Mahmoud Darwich (1941 - 2008) / محمود د رويش : « Nous choisirons Sophocle... »
Nous choisirons Sophocle
Si cet automne est le dernier,
demandons pardon
pour le sac et le ressac de la mer,
pour les souvenirs...
pour ce que nous avons fait
de nos frères avant l’âge du bronze.
Nous avions blessé tant de créatures
avec des armes faites des os de nos frères,
pour devenir leur descendance près des sources.
Demandons pardon
à la harde de la gazelle
pour ce que nous lui avons
fait subir près des sources,
quand un filet de pourpre serpenta sur l’eau.
Nous ne savions pas que c’était notre sang
qui consignait sans histoire
dans les coquelicots de ce bel endroit.
Si cet automne est le dernier,
unissons-nous aux nuages
pour apporter la pluie aux plantes suspendues
au-dessus de nos chants,
pour pleuvoir sur les troncs des légendes...
sur les mères revenues à leur enfance
pour recouvrer notre récit
de conteurs qui ont rallongé les épisodes de la migration...
N’aurions-nous pu les modifier un peu
que s’apaisent en nous les cris des palmiers.
Là-bas nous sommes nés sur nos chevaux
et nous nous sommes consumés au soleil de Jéricho.
Nous brandissions les toits des maisons
pour que les ombrages s’habillent de nos corps.
Nous célébrions les fêtes de la vigne et de l’avoine
et la terre parait nos noms du sien et de ses iris.
Nous lissions nos pierres
pour qu’elles s’allègent... s’allègent
lentement dans des maisons
polies par la lumière et les orangers.
Nous suspendions nos jours
à des clés en bois de cyprès.
Nous vivions lentement et la vie avait le goût
des petites différences entre les maisons.
Si cet automne est le dernier, éloignons-nous
du ciel des exils et des arbres des autres.

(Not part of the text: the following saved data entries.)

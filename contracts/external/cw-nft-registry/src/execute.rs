use cosmwasm_std::{DepsMut, MessageInfo, Response};

use crate::error::ContractError;
use crate::registry::{approval, denom, token, token::TokenMetadata, transfer};

pub fn issue_denom(
    deps: DepsMut,
    info: MessageInfo,
    id: String,
    name: String,
    schema: String,
) -> Result<Response, ContractError> {
    let denom = denom::issue_denom(deps.storage, &id, &name, &schema, &info.sender)?;

    Ok(Response::new()
        .add_attribute("action", "issue_denom")
        .add_attribute("denom_id", denom.id)
        .add_attribute("denom_name", denom.name)
        .add_attribute("creator", denom.creator))
}

pub fn mint_nft(
    deps: DepsMut,
    info: MessageInfo,
    denom_id: String,
    token_id: String,
    metadata: TokenMetadata,
    owner: String,
) -> Result<Response, ContractError> {
    let owner = deps.api.addr_validate(&owner)?;
    let token = token::mint_nft(
        deps.storage,
        &denom_id,
        &token_id,
        metadata,
        owner,
        &info.sender,
    )?;

    Ok(Response::new()
        .add_attribute("action", "mint_nft")
        .add_attribute("denom_id", token.denom_id)
        .add_attribute("token_id", token.token_id)
        .add_attribute("uri", token.uri)
        .add_attribute("owner", token.owner)
        .add_attribute("sender", info.sender))
}

pub fn edit_nft(
    deps: DepsMut,
    info: MessageInfo,
    denom_id: String,
    token_id: String,
    metadata: TokenMetadata,
) -> Result<Response, ContractError> {
    let token = token::edit_nft(deps.storage, &denom_id, &token_id, metadata, &info.sender)?;

    Ok(Response::new()
        .add_attribute("action", "edit_nft")
        .add_attribute("denom_id", token.denom_id)
        .add_attribute("token_id", token.token_id)
        .add_attribute("uri", token.uri)
        .add_attribute("sender", info.sender))
}

pub fn transfer_nft(
    deps: DepsMut,
    info: MessageInfo,
    denom_id: String,
    token_id: String,
    from: String,
    to: String,
) -> Result<Response, ContractError> {
    let from = deps.api.addr_validate(&from)?;
    let to = deps.api.addr_validate(&to)?;
    let (token, authorization) =
        transfer::transfer_owner(deps.storage, &denom_id, &token_id, &from, to, &info.sender)?;

    Ok(Response::new()
        .add_attribute("action", "transfer_nft")
        .add_attribute("denom_id", token.denom_id)
        .add_attribute("token_id", token.token_id)
        .add_attribute("from", from)
        .add_attribute("to", token.owner)
        .add_attribute("sender", info.sender)
        .add_attribute("authorization", authorization.as_str()))
}

pub fn approve(
    deps: DepsMut,
    info: MessageInfo,
    denom_id: String,
    token_id: String,
    address: String,
) -> Result<Response, ContractError> {
    let approved = deps.api.addr_validate(&address)?;
    approval::add_approval(deps.storage, &denom_id, &token_id, &info.sender, approved)?;

    Ok(Response::new()
        .add_attribute("action", "approve")
        .add_attribute("denom_id", denom_id)
        .add_attribute("token_id", token_id)
        .add_attribute("approved", address)
        .add_attribute("sender", info.sender))
}

pub fn revoke_approval(
    deps: DepsMut,
    info: MessageInfo,
    denom_id: String,
    token_id: String,
    address: String,
) -> Result<Response, ContractError> {
    let revoked = deps.api.addr_validate(&address)?;
    approval::revoke_approval(deps.storage, &denom_id, &token_id, &info.sender, &revoked)?;

    Ok(Response::new()
        .add_attribute("action", "revoke_approval")
        .add_attribute("denom_id", denom_id)
        .add_attribute("token_id", token_id)
        .add_attribute("revoked", address)
        .add_attribute("sender", info.sender))
}

pub fn approve_all(
    deps: DepsMut,
    info: MessageInfo,
    operator: String,
    approved: bool,
) -> Result<Response, ContractError> {
    let operator = deps.api.addr_validate(&operator)?;
    approval::set_approval_for_all(deps.storage, &info.sender, &operator, approved)?;

    Ok(Response::new()
        .add_attribute("action", "approve_all")
        .add_attribute("owner", info.sender)
        .add_attribute("operator", operator)
        .add_attribute("approved", approved.to_string()))
}

pub fn burn_nft(
    deps: DepsMut,
    info: MessageInfo,
    denom_id: String,
    token_id: String,
) -> Result<Response, ContractError> {
    let token = token::burn_nft(deps.storage, &denom_id, &token_id, &info.sender)?;

    Ok(Response::new()
        .add_attribute("action", "burn_nft")
        .add_attribute("denom_id", token.denom_id)
        .add_attribute("token_id", token.token_id)
        .add_attribute("sender", info.sender))
}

Nous avons grandi, un peu mûri,
insouciants des rides dans l’intonation du ney...
La route s’est allongée et nous n’avons pas avoué
que nous marchions sur les pas de César.
Nous n’avons pas pris garde au poème qui dépouillait les siens de
leurs sentiments pour élargir son horizon
et dresser notre tente là où la guerre nous avait jetés
entre Athènes et la Perse, l’Irak et l’Egypte.

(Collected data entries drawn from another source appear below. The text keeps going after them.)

use std::collections::BTreeMap;

use cosmwasm_std::{Addr, Order, StdResult, Storage};

use crate::registry::token::load_existing;
use crate::registry::transfer::{authorize, Authorization};
use crate::state::{tokens, Token, OPERATORS};
use crate::ContractError;

/// Per-token approvals may be managed by the owner or by one of the
/// owner's operators, but not by an address that is itself only
/// approved on the token.
fn ensure_can_manage_approvals(
    storage: &dyn Storage,
    token: &Token,
    sender: &Addr,
) -> Result<(), ContractError> {
    match authorize(storage, token, sender)? {
        Some(Authorization::Owner) | Some(Authorization::OperatorApproval) => Ok(()),
        Some(Authorization::TokenApproval) | None => Err(ContractError::Unauthorized {}),
    }
}

/// Allows `approved` to transfer a single token. Approving an address
/// twice is a no-op.
pub fn add_approval(
    storage: &mut dyn Storage,
    denom_id: &str,
    token_id: &str,
    grantor: &Addr,
    approved: Addr,
) -> Result<Token, ContractError> {
    let mut token = load_existing(storage, denom_id, token_id)?;
    ensure_can_manage_approvals(storage, &token, grantor)?;

    if token.approve(approved) {
        tokens().save(storage, (denom_id, token_id), &token)?;
    }
    Ok(token)
}

/// Withdraws a per-token approval. Revoking an address that was never
/// approved is a no-op.
pub fn revoke_approval(
    storage: &mut dyn Storage,
    denom_id: &str,
    token_id: &str,
    revoker: &Addr,
    approved: &Addr,
) -> Result<Token, ContractError> {
    let mut token = load_existing(storage, denom_id, token_id)?;
    ensure_can_manage_approvals(storage, &token, revoker)?;

    if token.revoke(approved) {
        tokens().save(storage, (denom_id, token_id), &token)?;
    }
    Ok(token)
}

/// Grants or withdraws `operator`'s right to act on every token
/// `owner` holds, now or later.
pub fn set_approval_for_all(
    storage: &mut dyn Storage,
    owner: &Addr,
    operator: &Addr,
    approved: bool,
) -> Result<(), ContractError> {
    if owner == operator {
        return Err(ContractError::invalid_request(
            "an address can not be its own operator",
        ));
    }
    OPERATORS.save(storage, (owner, operator), &approved)?;
    Ok(())
}

pub fn is_approved_for_all(
    storage: &dyn Storage,
    owner: &Addr,
    operator: &Addr,
) -> StdResult<bool> {
    Ok(OPERATORS
        .may_load(storage, (owner, operator))?
        .unwrap_or(false))
}

/// Every operator grant `owner` has made, including withdrawn ones.
pub fn get_approved_addresses(
    storage: &dyn Storage,
    owner: &Addr,
) -> StdResult<BTreeMap<String, bool>> {
    OPERATORS
        .prefix(owner)
        .range(storage, None, None, Order::Ascending)
        .map(|item| item.map(|(operator, approved)| (operator.into_string(), approved)))
        .collect()
}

Nous nous aimions les charrues plus que les glaives,
nous aimions l’air automnal, la pluie,
et aimions la nature amoureuse
selon les traditions des dieux nés parmi nous,
qui nous protégeaient des vents secs et des chevaux
d’un ennemi que nous ne connaissions pas.
Mais nos portes ente Egypte et Babel
étaient ouvertes aux guerres,
ouvertes à l’exode.
Si cet automne est le dernier, écourtons
nos louanges aux vases anciens
sur lesquels nous avons gravé nos psaumes.
D’autres que nous ont, sur les nôtres,
gravés d’autres psaumes encore intacts.
Une mauve grimpe au-dessus des vielles armures
pour que ses fleurs rouges cachent
ce que le glaive a fait du nom.
Nos traces feront verdir les ombrages
si nous parvenons à atteindre notre mère
au terme de ce long défilé.
Nous appartient ce qui nous appartient.
Tout nous appartient :
les mots de l’adieu
nous apprêtent le rituel de leur parure...
Chaque mot est une femme qui,
à sa porte, veille sur le retour de l’écho.
Chaque mot est un arbre
qui, avec le vent, frappe le cadenas de l’espace.
Chaque mot est un balcon donnant
sur les taches des nuages dans la place déserte
et sur son reflet dans le roucoulement...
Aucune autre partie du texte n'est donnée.